That’s because the cost of fixing a real bug may exceed the benefit of fixing it, and the benefit of “correcting” a false positive may exceed the cost of leaving it alone. Since SAST tools can only be relied on to give narrow technical answers, humans must interpret and determine which static analysis results should be acted upon.

Consider a hypothetical comparison of different SAST tools in the graph below. Tool A has good recall (i.e., the ability to identify real defects) and precision (i.e., the ability to exclude false positives) which results in finding many of the real bugs with a reasonable amount of false positives. Tool B has high precision but poor recall, resulting in low false positives but a higher number of false negatives (undetected security vulnerabilities). Tool C has poor precision but high recall, resulting in detecting all the possible errors but also with a very high number of false positives.

A comparison of recall and precision of hypothetical SAST tools.

Developers hate false positives because they introduce unnecessary work and delays. This, in turn, has a disproportionate effect on the way tools are designed, configured and used. If given a choice between Tool A that reports 40 real defects and 10 false positives, and Tool B that reports 50 real bugs but with 50 false positives, users will almost always prefer the former, even though it is finding fewer real defects. This is perfectly understandable — users are asked to weigh an immediate concrete negative (time spent looking at false positives) against an intangible potential future positive (vulnerabilities that may not show up).

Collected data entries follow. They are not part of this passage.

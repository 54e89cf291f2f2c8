// SPDX-FileCopyrightText: 2026 HotFlow Contributors
// SPDX-License-Identifier: MIT OR Apache-2.0

//! Post-deserialization validation for configuration values.
//!
//! Checks the constraints serde cannot express: required credentials,
//! a known LLM provider, and temperatures in range.

use std::str::FromStr;

use crate::diagnostic::ConfigError;
use crate::model::{HotflowConfig, ProviderConfig};
use crate::settings::LlmProvider;

/// Validate a deserialized configuration for semantic correctness.
///
/// Returns all collected validation errors rather than failing fast.
pub fn validate_config(config: &HotflowConfig) -> Result<(), Vec<ConfigError>> {
    let mut errors = Vec::new();

    let required = [
        ("taobao.app_key", "TB_APP_KEY", &config.taobao.app_key),
        ("taobao.app_secret", "TB_APP_SECRET", &config.taobao.app_secret),
        ("taobao.adzone_id", "TB_ADZONE_ID", &config.taobao.adzone_id),
        (
            "storage.database_url",
            "HOTFLOW_DATABASE_URL",
            &config.storage.database_url,
        ),
    ];
    for (key, env, value) in required {
        if value.as_deref().is_none_or(|v| v.trim().is_empty()) {
            errors.push(ConfigError::MissingKey {
                key: key.to_string(),
                env: env.to_string(),
            });
        }
    }

    if config.taobao.endpoint.trim().is_empty() {
        errors.push(ConfigError::Validation {
            message: "taobao.endpoint must not be empty".to_string(),
        });
    }

    if LlmProvider::from_str(config.llm.provider.trim()).is_err() {
        errors.push(ConfigError::Validation {
            message: format!(
                "llm.provider `{}` is not supported; expected one of: openai, deepseek",
                config.llm.provider
            ),
        });
    }

    check_temperature("llm.openai.temperature", &config.llm.openai, &mut errors);
    check_temperature("llm.deepseek.temperature", &config.llm.deepseek, &mut errors);

    if errors.is_empty() {
        Ok(())
    } else {
        Err(errors)
    }
}

fn check_temperature(key: &str, provider: &ProviderConfig, errors: &mut Vec<ConfigError>) {
    if let Some(t) = provider.temperature {
        if !(0.0..=2.0).contains(&t) {
            errors.push(ConfigError::Validation {
                message: format!("{key} must be between 0.0 and 2.0, got {t}"),
            });
        }
    }
}
//! nmguard core - NetworkManager VPN client engine
//!
//! Keeps a single tunnel connection alive and stops traffic from leaking
//! around it. Everything talks to the system through the ports in
//! [`port`], so the whole engine runs against in-memory fakes in tests.
//!
//! # Architecture
//!
//! ```text
//!  logind signals     NetworkManager signals
//!        │                    │
//!        ▼                    ▼
//! ┌──────────────────────────────────────────┐
//! │   ReconnectSupervisor (one event loop)   │
//! └──────┬───────────────┬───────────────┬───┘
//!        │               │               │
//!        ▼               ▼               ▼
//! ┌─────────────┐ ┌─────────────┐ ┌─────────────┐
//! │ Kill switch │ │ IPv6 guard  │ │  Metadata   │
//! │ (2 dummies) │ │ (1 dummy)   │ │   store     │
//! └──────┬──────┘ └──────┬──────┘ └─────────────┘
//!        └───────┬───────┘
//!                ▼
//!          nmcli / D-Bus
//! ```
//!
//! # Features
//!
//! - **Kill switch**: blocking and routed dummy interfaces with
//!   make-before-break transitions
//! - **IPv6 leak guard**: blackholes IPv6 while the tunnel is up
//! - **Reconnect supervisor**: bounded retries, suspend/shutdown inhibitors
//! - **Server catalog**: tier-aware selection over the cached server list

pub mod catalog;
pub mod cidr;
pub mod client;
pub mod config;
pub mod connectivity;
pub mod context;
pub mod ipv6_leak;
pub mod kill_switch;
pub mod metadata;
pub mod nmcli;
pub mod port;
pub mod reconnector;
pub mod selection;
pub mod servers;
pub mod state;
pub mod tracker;

#[cfg(test)]
pub mod testing;

pub use catalog::ServerCatalog;
pub use client::{ClientError, ConnectionClient, ConnectionTarget, Credentials};
pub use config::{ConfigError, DaemonConfig, InterfaceConfig};
pub use context::Environment;
pub use ipv6_leak::{Ipv6LeakGuard, LeakProtectionError};
pub use kill_switch::{KillSwitchError, KillSwitchManager, KillSwitchPolicy};
pub use metadata::{MetadataBackend, MetadataError, MetadataStore};
pub use port::{
    CommandRunner, InhibitHandle, InhibitKind, InhibitMode, InhibitorLock, NetworkControl,
    PortError, SessionControl, SystemCommandRunner,
};
pub use reconnector::{ActivationError, ReconnectState, ReconnectSupervisor};
pub use selection::{SelectionPolicy, ServerQuery};
pub use servers::{Features, LogicalServer, PhysicalServer, ServerListError};
pub use state::{DaemonEvent, VpnState, VpnStateReason};
//! Reconnect Supervisor
//!
//! Long-running state machine that keeps the tunnel up. Every signal the
//! daemon listens to ends up as a [`DaemonEvent`] on one channel, and the
//! loop handles them one at a time in arrival order:
//!
//! | Event | Reaction |
//! |-------|----------|
//! | tunnel `Active` | reset counter, IPv6 guard, kill switch post-connection |
//! | tunnel `Disconnected` by the user | tear down and stop the loop |
//! | tunnel `Failed` / `Disconnected` | schedule a retry, up to `max_attempts` |
//! | network connected globally | activation attempt |
//! | session lock / unlock | suppress / resume reconnection |
//! | prepare for shutdown | best-effort teardown, release shutdown lock |
//! | prepare for sleep | treat as locked, release sleep lock |
//!
//! Retries are deadlines kept by the loop; the loop sleeps on the channel
//! until the earliest one. Nothing in here propagates an error past the
//! loop: failures are logged and become `Failed` transitions.

use crate::catalog::ServerCatalog;
use crate::context::Environment;
use crate::ipv6_leak::Ipv6LeakGuard;
use crate::kill_switch::{KillSwitchError, KillSwitchManager, KillSwitchPolicy};
use crate::metadata::{MetadataError, MetadataStore};
use crate::port::{
    self, active_state, ActiveId, InhibitKind, InhibitMode, InhibitorLock, ManagerSignal,
    NetworkControl, NetworkSignal, PortError, SessionControl, SessionSignal,
    NM_STATE_CONNECTED_GLOBAL, NO_OBJECT,
};
use crate::state::{DaemonEvent, VpnState, VpnStateReason};
use crossbeam_channel::{unbounded, Receiver, RecvTimeoutError, Sender};
use std::collections::HashSet;
use std::net::Ipv4Addr;
use std::ops::ControlFlow;
use std::sync::Arc;
use std::time::{Duration, Instant};
use tracing::{debug, error, info, warn};

const INHIBIT_WHO: &str = "nmguard";

/// Why an activation attempt did not start a tunnel
#[derive(Debug, thiserror::Error)]
pub enum ActivationError {
    #[error("No active base connection to tunnel over")]
    NoBaseConnection,

    #[error("No tunnel connection for device {0}")]
    NoTunnelConnection(String),

    #[error("Activation returned no active connection")]
    EmptyActivation,

    #[error("Metadata error: {0}")]
    Metadata(#[from] MetadataError),

    #[error("Kill switch error: {0}")]
    KillSwitch(#[from] KillSwitchError),

    #[error("Port error: {0}")]
    Port(#[from] PortError),
}

impl ActivationError {
    /// Nothing to start yet; polling again later may succeed
    pub fn is_waiting(&self) -> bool {
        matches!(
            self,
            ActivationError::NoBaseConnection | ActivationError::NoTunnelConnection(_)
        )
    }
}

/// Retry bookkeeping, owned by the loop
#[derive(Debug)]
pub struct ReconnectState {
    pub failed_attempts: u32,
    /// 0 = unlimited
    pub max_attempts: u32,
    pub delay: Duration,
    pub session_locked: bool,
    suspend_lock: Option<InhibitorLock>,
    shutdown_lock: Option<InhibitorLock>,
}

However, if one offsets the time and risk saved in finding those 10 bugs earlier (i.e. by avoiding expensive and potentially dangerous bugs in finished products) against the time needed to assess the additional 40 warnings as false positives, then it quickly becomes apparent that configuration B is more economical. This is especially true with security vulnerabilities that slip through testing and can have expensive consequences.

Since the number of warnings within a DevOps pipeline can be a deterrent to getting the most out of a SAST tool – especially early in the project, when it provides the greatest benefits – organizations should consider the following techniques to increase developer attention to alerts:

  • Filter and Focus: Parse the viewed data from the tool’s interface, focusing on what is most important for the project and assigning developers to fix critical issues in priority order.
  • Mark and Defer: Lower the priority, or change the state to “later,” for example, on all or a subset of the warnings based on some set of conditions that are less crucial to the project.
  • Stop the Bleeding: Use the above techniques to temporarily defer existing warnings with the emphasis on fixing new defects that are introduced as code is changed or new code is developed.

Despite the fact that it will invariably produce some false positives, SAST helps shift security further to the left by ensuring security and programming vulnerabilities are eliminated when code is being written, rather than at the testing stage when they are much more expensive to fix. Filtering and prioritizing warnings are two effective techniques to ensure developers don’t throw out the baby with the bathwater.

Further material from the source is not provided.